Wrocilem
Sprobuje zrobic male FAQ choc zbyt krotko pracuje w Koko, zeby sie wymadrzac:
1. Co ile zjazdy?
Odp
To zalezy gdzie mieszkasz i
na jaka grupe trafisz. Ja mieszkam (w sumie wynajmuje pokoj ) we Wrocku, jestem w dobrej grupie i bywam przejazdem czesto i kazdy weekend od 2 miesiecy. Po swietach lece
na Madziary i jak nie bedzie przygod to weekend tez bede w domu.
2. Co to sa grupy?
Odp
Obecnie jest (chyba, bo sie ciagle zmienia) 10 grup. Kazda grupa ma swoich dyspozytorow (w Polsce, badz w Niemczech) i specjalizuje sie w konkretnych polaczeniach, przerzutach, linkach etc. To auto przynalezy do grupy, nie kierowca. Wiec jak siadasz
na jakies auto, to warto dowiedziec sie do jakiej grupy nalezy. Grupy 5 i 6 to cos dla okolic Poznania. Chore godziny awizacji, ale stale ladunki i trasy. Grupa Tarnowskie Gory to cos dla mieszkajacych przy A4. Podaje przyklady, bo to tez nie zasada, ze zawsze tak jest.
3. Czy ma sie swoje auto?
Odp
Nie. Choc jak juz sie zaaklimatyzujesz. Nalapiesz troche kontaktow z dyspozytorami, to mozna probowac "swoje" auto odzyskac po urlopie, chorobie etc.
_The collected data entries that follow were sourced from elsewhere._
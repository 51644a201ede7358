//! Desired-state file: loading, normalization and validation.
//!
//! The file uses Todoist vocabulary (projects, labels, filters, tasks) and
//! converts into the reconciler's [`DesiredSpec`].

use anyhow::{Context, Result};
use reconcile::order::find_parent_cycle;
use reconcile::{
    DesiredContainer, DesiredSavedQuery, DesiredSpec, DesiredTag, DesiredWorkItem, PruneSpec,
};
use serde::{Deserialize, Serialize};
use std::collections::{BTreeMap, HashSet};
use std::fs;
use std::path::Path;

/// Default desired-state file, relative to the working directory
pub const DEFAULT_PATH: &str = "tidyist.toml";

// ============================================================================
// File Schema
// ============================================================================

#[derive(Debug, Clone, Default, PartialEq, Eq, Serialize, Deserialize)]
pub struct TidyConfig {
    #[serde(default)]
    pub name: String,
    #[serde(default)]
    pub prune: PruneConfig,
    #[serde(default, skip_serializing_if = "Vec::is_empty")]
    pub projects: Vec<ProjectConfig>,
    #[serde(default, skip_serializing_if = "Vec::is_empty")]
    pub labels: Vec<LabelConfig>,
    #[serde(default, skip_serializing_if = "Vec::is_empty")]
    pub filters: Vec<FilterConfig>,
    #[serde(default, skip_serializing_if = "Vec::is_empty")]
    pub tasks: Vec<TaskConfig>,
}

/// Per-kind deletion gates; `--prune` must also be given
#[derive(Debug, Clone, Copy, Default, PartialEq, Eq, Serialize, Deserialize)]
pub struct PruneConfig {
    #[serde(default)]
    pub projects: bool,
    #[serde(default)]
    pub labels: bool,
    #[serde(default)]
    pub filters: bool,
    #[serde(default)]
    pub tasks: bool,
}

#[derive(Debug, Clone, Default, PartialEq, Eq, Serialize, Deserialize)]
pub struct ProjectConfig {
    pub name: String,
    #[serde(default, skip_serializing_if = "Option::is_none")]
    pub id: Option<String>,
    #[serde(default, skip_serializing_if = "Option::is_none")]
    pub parent: Option<String>,
    #[serde(default, skip_serializing_if = "Option::is_none")]
    pub color: Option<String>,
    #[serde(default, skip_serializing_if = "Option::is_none")]
    pub is_favorite: Option<bool>,
    #[serde(default, skip_serializing_if = "Option::is_none")]
    pub view_style: Option<String>,
}

#[derive(Debug, Clone, Default, PartialEq, Eq, Serialize, Deserialize)]
pub struct LabelConfig {
    pub name: String,
    #[serde(default, skip_serializing_if = "Option::is_none")]
    pub id: Option<String>,
    #[serde(default, skip_serializing_if = "Option::is_none")]
    pub color: Option<String>,
    #[serde(default, skip_serializing_if = "Option::is_none")]
    pub is_favorite: Option<bool>,
}

#[derive(Debug, Clone, Default, PartialEq, Eq, Serialize, Deserialize)]
pub struct FilterConfig {
    pub name: String,
    #[serde(default, skip_serializing_if = "Option::is_none")]
    pub id: Option<String>,
    #[serde(default)]
    pub query: String,
    #[serde(default, skip_serializing_if = "Option::is_none")]
    pub color: Option<String>,
    #[serde(default, skip_serializing_if = "Option::is_none")]
    pub is_favorite: Option<bool>,
    #[serde(default, skip_serializing_if = "Option::is_none")]
    pub order: Option<i64>,
}

#[derive(Debug, Clone, Default, PartialEq, Eq, Serialize, Deserialize)]
pub struct TaskConfig {
    /// Managed key embedded in the task description
    #[serde(default, skip_serializing_if = "Option::is_none")]
    pub key: Option<String>,
    #[serde(default, skip_serializing_if = "Option::is_none")]
    pub id: Option<String>,
    #[serde(default)]
    pub content: String,
    #[serde(default, skip_serializing_if = "Option::is_none")]
    pub description: Option<String>,
    /// Project name
    #[serde(default, skip_serializing_if = "Option::is_none")]
    pub project: Option<String>,
    #[serde(default, skip_serializing_if = "Option::is_none")]
    pub labels: Option<Vec<String>>,
    #[serde(default, skip_serializing_if = "Option::is_none")]
    pub priority: Option<u8>,
    #[serde(default, skip_serializing_if = "Option::is_none")]
    pub due: Option<String>,
}

// ============================================================================
// Loading
// ============================================================================

#[derive(Debug, Clone, Copy, PartialEq, Eq)]
pub enum Format {
    Toml,
    Json,
}

impl Format {
    /// Pick a format from the file extension; anything but `.json` is TOML
    pub fn from_path(path: &Path) -> Self {
        match path.extension().and_then(|e| e.to_str()) {
            Some(ext) if ext.eq_ignore_ascii_case("json") => Self::Json,
            _ => Self::Toml,
        }
    }
}

/// All problems found in a desired-state file
#[derive(Debug, thiserror::Error)]
#[error("invalid config:\n  - {}", .0.join("\n  - "))]
pub struct ValidationError(pub Vec<String>);

/// Read, normalize and validate a desired-state file
pub fn load(path: &Path) -> Result<TidyConfig> {
    let content = fs::read_to_string(path)
        .with_context(|| format!("Could not read config file: {}", path.display()))?;
    let mut config = parse(&content, Format::from_path(path))
        .with_context(|| format!("Invalid config file: {}", path.display()))?;
    config.normalize();
    config.validate()?;
    log::debug!(
        "loaded {}: {} projects, {} labels, {} filters, {} tasks",
        path.display(),
        config.projects.len(),
        config.labels.len(),
        config.filters.len(),
        config.tasks.len()
    );
    Ok(config)
}

pub fn parse(content: &str, format: Format) -> Result<TidyConfig> {
    match format {
        Format::Toml => toml::from_str(content).context("Invalid TOML format"),
        Format::Json => serde_json::from_str(content).context("Invalid JSON format"),
    }
}

fn trim(value: &mut String) {
    let trimmed = value.trim();
    if trimmed.len() != value.len() {
        *value = trimmed.to_string();
    }
}

fn trim_opt(value: &mut Option<String>) {
    if let Some(v) = value {
        trim(v);
    }
}

impl TidyConfig {
    /// Trim strings and default filter orders to their 1-based position.
    ///
    /// Names stay case-sensitive.
    pub fn normalize(&mut self) {
        trim(&mut self.name);
        for project in &mut self.projects {
            trim(&mut project.name);
            trim_opt(&mut project.id);
            trim_opt(&mut project.parent);
            trim_opt(&mut project.color);
            trim_opt(&mut project.view_style);
        }
        for label in &mut self.labels {
            trim(&mut label.name);
            trim_opt(&mut label.id);
            trim_opt(&mut label.color);
        }
        for (index, filter) in self.filters.iter_mut().enumerate() {
            trim(&mut filter.name);
            trim_opt(&mut filter.id);
            trim(&mut filter.query);
            trim_opt(&mut filter.color);
            if filter.order.is_none() {
                filter.order = Some(index as i64 + 1);
            }
        }
        for task in &mut self.tasks {
            trim_opt(&mut task.key);
            trim_opt(&mut task.id);
            trim(&mut task.content);
            trim_opt(&mut task.project);
            trim_opt(&mut task.due);
            if let Some(labels) = &mut task.labels {
                labels.iter_mut().for_each(trim);
            }
        }
    }

    /// Check every rule and report all violations together
    pub fn validate(&self) -> Result<(), ValidationError> {
        let mut errs = Vec::new();

        if self.name.is_empty() {
            errs.push("name is required".to_string());
        }

        self.validate_projects(&mut errs);
        self.validate_labels(&mut errs);
        self.validate_filters(&mut errs);
        self.validate_tasks(&mut errs);

        if errs.is_empty() {
            Ok(())
        } else {
            Err(ValidationError(errs))
        }
    }

    fn validate_projects(&self, errs: &mut Vec<String>) {
        let mut names = HashSet::new();
        let mut ids = UniqueIds::new("project");
        for (i, project) in self.projects.iter().enumerate() {
            if project.name.is_empty() {
                errs.push(format!("projects[{i}].name is required"));
                continue;
            }
            if !names.insert(project.name.as_str()) {
                errs.push(format!("duplicate project name {:?}", project.name));
            }
            ids.check(project.id.as_deref(), errs);
            if project.parent.as_deref() == Some("") {
                errs.push(format!(
                    "projects[{i}].parent cannot be empty; omit it to keep the project at the root"
                ));
            }
        }

        let mut parents = BTreeMap::new();
        for (i, project) in self.projects.iter().enumerate() {
            let Some(parent) = project.parent.as_deref().filter(|p| !p.is_empty()) else {
                continue;
            };
            if names.contains(parent) {
                parents.insert(project.name.clone(), parent.to_string());
            } else {
                errs.push(format!(
                    "projects[{i}] ({:?}) references unknown parent {parent:?}",
                    project.name
                ));
            }
        }
        if let Some(cycle) = find_parent_cycle(&parents) {
            errs.push(format!(
                "project parent cycle detected: {}",
                cycle.join(" -> ")
            ));
        }
    }

    fn validate_labels(&self, errs: &mut Vec<String>) {
        let mut names = HashSet::new();
        let mut ids = UniqueIds::new("label");
        for (i, label) in self.labels.iter().enumerate() {
            if label.name.is_empty() {
                errs.push(format!("labels[{i}].name is required"));
                continue;
            }
            if !names.insert(label.name.as_str()) {
                errs.push(format!("duplicate label name {:?}", label.name));
            }
            ids.check(label.id.as_deref(), errs);
        }
    }

    fn validate_filters(&self, errs: &mut Vec<String>) {
        let mut names = HashSet::new();
        let mut ids = UniqueIds::new("filter");
        for (i, filter) in self.filters.iter().enumerate() {
            if filter.name.is_empty() {
                errs.push(format!("filters[{i}].name is required"));
                continue;
            }
            if !names.insert(filter.name.as_str()) {
                errs.push(format!("duplicate filter name {:?}", filter.name));
            }
            ids.check(filter.id.as_deref(), errs);
            if filter.query.is_empty() {
                errs.push(format!("filters[{i}] ({:?}).query is required", filter.name));
            }
            if filter.order.is_none_or(|order| order < 1) {
                errs.push(format!("filters[{i}] ({:?}).order must be >= 1", filter.name));
            }
        }
    }

    fn validate_tasks(&self, errs: &mut Vec<String>) {
        let mut keys = HashSet::new();
        let mut ids = UniqueIds::new("task");
        for (i, task) in self.tasks.iter().enumerate() {
            if task.content.is_empty() {
                errs.push(format!("tasks[{i}].content is required"));
            }
            let key = task.key.as_deref().filter(|k| !k.is_empty());
            if key.is_none() && task.id.as_deref().is_none_or(str::is_empty) {
                errs.push(format!(
                    "tasks[{i}] ({:?}) needs an id or a key",
                    task.content
                ));
            }
            if let Some(key) = key {
                if key.contains(['\n', '\r']) {
                    errs.push(format!("tasks[{i}].key must be a single line"));
                }
                if !keys.insert(key) {
                    errs.push(format!("duplicate task key {key:?}"));
                }
            }
            ids.check(task.id.as_deref(), errs);
            if let Some(priority) = task.priority
                && !(1..=4).contains(&priority)
            {
                errs.push(format!(
                    "tasks[{i}] ({:?}).priority must be between 1 and 4",
                    task.content
                ));
            }
        }
    }

    /// Convert into the reconciler's desired state
    pub fn to_desired(&self) -> DesiredSpec {
        DesiredSpec {
            containers: self
                .projects
                .iter()
                .map(|p| DesiredContainer {
                    name: p.name.clone(),
                    id: p.id.clone(),
                    parent: p.parent.clone(),
                    color: p.color.clone(),
                    is_favorite: p.is_favorite,
                    view_style: p.view_style.clone(),
                })
                .collect(),
            tags: self
                .labels
                .iter()
                .map(|l| DesiredTag {
                    name: l.name.clone(),
                    id: l.id.clone(),
                    color: l.color.clone(),
                    is_favorite: l.is_favorite,
                })
                .collect(),
            saved_queries: self
                .filters
                .iter()
                .map(|f| DesiredSavedQuery {
                    name: f.name.clone(),
                    id: f.id.clone(),
                    query: f.query.clone(),
                    color: f.color.clone(),
                    is_favorite: f.is_favorite,
                    order: f.order,
                })
                .collect(),
            work_items: self
                .tasks
                .iter()
                .map(|t| DesiredWorkItem {
                    key: t.key.clone(),
                    id: t.id.clone(),
                    content: t.content.clone(),
                    description: t.description.clone(),
                    container: t.project.clone(),
                    labels: t.labels.clone(),
                    priority: t.priority,
                    due: t.due.clone(),
                })
                .collect(),
            prune: PruneSpec {
                containers: self.prune.projects,
                tags: self.prune.labels,
                saved_queries: self.prune.filters,
                work_items: self.prune.tasks,
            },
        }
    }
}

/// Tracks explicit ids of one kind
struct UniqueIds<'a> {
    kind: &'static str,
    seen: HashSet<&'a str>,
}

impl<'a> UniqueIds<'a> {
    fn new(kind: &'static str) -> Self {
        Self {
            kind,
            seen: HashSet::new(),
        }
    }

    fn check(&mut self, id: Option<&'a str>, errs: &mut Vec<String>) {
        match id {
            Some("") => errs.push(format!("{} id cannot be empty", self.kind)),
            Some(id) if !self.seen.insert(id) => {
                errs.push(format!("duplicate {} id {id:?}", self.kind));
            }
            _ => {}
        }
    }
}

// ============================================================================
// Tests
// ============================================================================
4. Jakie doswiadczenie jest wymagane?
Odp
Mnie przyjeli bez kompletnego doswiadczenia. Zadne auto dostawcze, bus, solowka etc. i jakos sie nauczylem i jezdze i robie powoli male postepy. Teraz podobno jest juz jazdza probna, wiec trzeba sie wykazac.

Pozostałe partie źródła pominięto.